What kind of tool will I use to make this noise? Scythe, flint, melon? There is no tool to make noise, only a happenstance wrong wielding of an awkward implement. I hear noises but they are mainly alarming. Take me to a noise that grows bolts and leaves and lanterns.

p.37

If play is neither inside nor outside, where is it?
HD, 26min, Helen McCrorie, 2019
a Satellites commission for COLLECTIVE

Guitar! begins as a diary. The entries convey a mother’s exhaustion and the isolation of her labour, as well as moments of revelation and wonderment, witnessing her child’s development and the sounds he makes as he plays and learns to speak. The joy and surprise of play is echoed in the poetry on the page. These snatched moments for writing felt familiar. During an intense cycle of unpaid care-work, when my children were small, studio time became a few minutes to sketch or write on the backs of receipts or whatever was to hand. What could be more nourishing for an artist than watching someone learn to speak and to make sense of the the world? It is incredibly inspiring to witness the emergence of a social being. But sustaining the energy and momentum to channel this into a creative work is hard. I am so glad that Sarah managed to write this wonderful book. It feels important in lots of ways.

The narrator of Guitar! calls to others, like distant comrades, expressing her desire for connection and solidarity. She writes of a need to make her own noise and to find the right noise to make. This grows into a sketch of a loose method, a thinking-through of how to connect with another without prior structure, how to evolve a shared practice that centres on making and responding to noise.

For me this recalls the safe(-enough) interpersonal space created by the parent for play and learning; what child psychologist DW Winnicott called the potential space. In Playing and Reality, Winnicott describes play as the practice by which we learn to negotiate between our inner psychological realities and the outer world of the environment and others. He sees play in early childhood as the root of creative living, leading to all forms of culture. Sarah and I shared how we have both felt moved and understood by Winnicott’s writings, as well as feeling an affinity with his self-doubt and his sense of theory’s inherent failings.

Learning to speak is part of play and language is also something to play with. In play, objects, sounds, language and gesture are all slippery and malleable. I wanted to recommend a work for the programme that explored these liminal spaces of learning but I found this difficult and nothing quite seemed to fit. In the end Sarah suggested returning to my film If play is neither inside nor outside, where is it? and I am thrilled to show this work in the context of Guitar!
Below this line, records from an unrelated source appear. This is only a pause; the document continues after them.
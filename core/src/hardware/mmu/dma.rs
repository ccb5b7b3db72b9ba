//! OAM DMA: a write to 0xFF46 copies 160 bytes from `value << 8` into
//! OAM, one byte per M-cycle. While the engine runs it owns the
//! external bus, so CPU reads outside HRAM observe the byte currently
//! on the wire instead of what they asked for.

use crate::parcel::{Parcel, ParcelReader, StateError};

/// DMA Transfer and Start Address (R/W). The written value is the
/// source page; the destination is always OAM.
pub const DMA_TRANSFER: u16 = 0xFF46;

pub const DMA_LENGTH: u8 = 160;

#[derive(Debug, Copy, Clone, PartialEq, Eq)]
enum DmaState {
    Inactive,
    /// Written this M-cycle; the first copy happens on the next one.
    Requested,
    Copying(u8),
}

#[derive(Debug)]
pub struct OamDma {
    register: u8,
    state: DmaState,
    /// The byte most recently moved over the bus, which is what a
    /// conflicting CPU read sees.
    last_byte: u8,
}

impl OamDma {
    pub fn new() -> Self {
        OamDma {
            register: 0xFF,
            state: DmaState::Inactive,
            last_byte: 0xFF,
        }
    }

    pub fn read_register(&self) -> u8 {
        self.register
    }

    /// Any write (re)starts the transfer.
    pub fn write_register(&mut self, value: u8) {
        self.register = value;
        self.state = DmaState::Requested;
        log::trace!("OAM DMA requested from {:#04X}00", value);
    }

    pub fn active(&self) -> bool {
        matches!(self.state, DmaState::Copying(_))
    }

    pub fn conflict_byte(&self) -> u8 {
        self.last_byte
    }

    /// One M-cycle. Returns `(oam_index, source_address)` when a byte
    /// should move this cycle.
    pub fn advance(&mut self) -> Option<(u8, u16)> {
        match self.state {
            DmaState::Inactive => None,
            DmaState::Requested => {
                self.state = DmaState::Copying(0);
                None
            }
            DmaState::Copying(index) => {
                let source = ((self.register as u16) << 8) + index as u16;
                self.state = if index + 1 == DMA_LENGTH {
                    DmaState::Inactive
                } else {
                    DmaState::Copying(index + 1)
                };
                Some((index, source))
            }
        }
    }

    pub fn record_transfer(&mut self, byte: u8) {
        self.last_byte = byte;
    }

    pub fn save_state(&self, parcel: &mut Parcel) {
        parcel.write_u8(self.register);
        let (state, index) = match self.state {
            DmaState::Inactive => (0, 0),
            DmaState::Requested => (1, 0),
            DmaState::Copying(index) => (2, index),
        };
        parcel.write_u8(state);
        parcel.write_u8(index);
        parcel.write_u8(self.last_byte);
    }

    pub fn load_state(&mut self, reader: &mut ParcelReader<'_>) -> Result<(), StateError> {
        self.register = reader.read_u8()?;
        let state = reader.read_u8()?;
        let index = reader.read_u8()?;
        self.state = match state {
            0 => DmaState::Inactive,
            1 => DmaState::Requested,
            2 if index < DMA_LENGTH => DmaState::Copying(index),
            _ => return Err(StateError::Content("OAM DMA state out of range")),
        };
        self.last_byte = reader.read_u8()?;
        Ok(())
    }
}

#[cfg(test)]
mod tests {
    use super::*;

    #[test]
    fn transfer_covers_160_bytes_after_one_cycle_delay() {
        let mut dma = OamDma::new();
        dma.write_register(0xC0);
        assert!(!dma.active());

        // Setup cycle.
        assert_eq!(dma.advance(), None);
        assert!(dma.active());

        for i in 0..DMA_LENGTH {
            assert_eq!(dma.advance(), Some((i, 0xC000 + i as u16)));
        }
        assert!(!dma.active());
        assert_eq!(dma.advance(), None);
    }

    #[test]
    fn rewrite_restarts() {
        let mut dma = OamDma::new();
        dma.write_register(0xC0);
        dma.advance();
        for _ in 0..10 {
            dma.advance();
        }
        dma.write_register(0xD0);
        dma.advance();
        assert_eq!(dma.advance(), Some((0, 0xD000)));
    }
}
I made the film in the years after my children started school, returning to an outdoor playgroup that I had helped to set up, inspired by the creative and anarchic potential of this time before formal learning. Sound felt very important to an exploration of play. The sound design, a collaboration with artist Mark Vernon, included recordings from free-play workshops with the children as well as location recordings and intentionally clumsy foley sound made in the studio. The foley seemed to have an uncanny relationship to the images of play. Perhaps because our experiments, with mouth noises and random objects including pinecones, magnetic tape and oatcakes, were anarchic, responsive and fun. Mark seemed to particularly enjoy the oatcake! I’m pretty sure I was playing with it but I’ll ask him...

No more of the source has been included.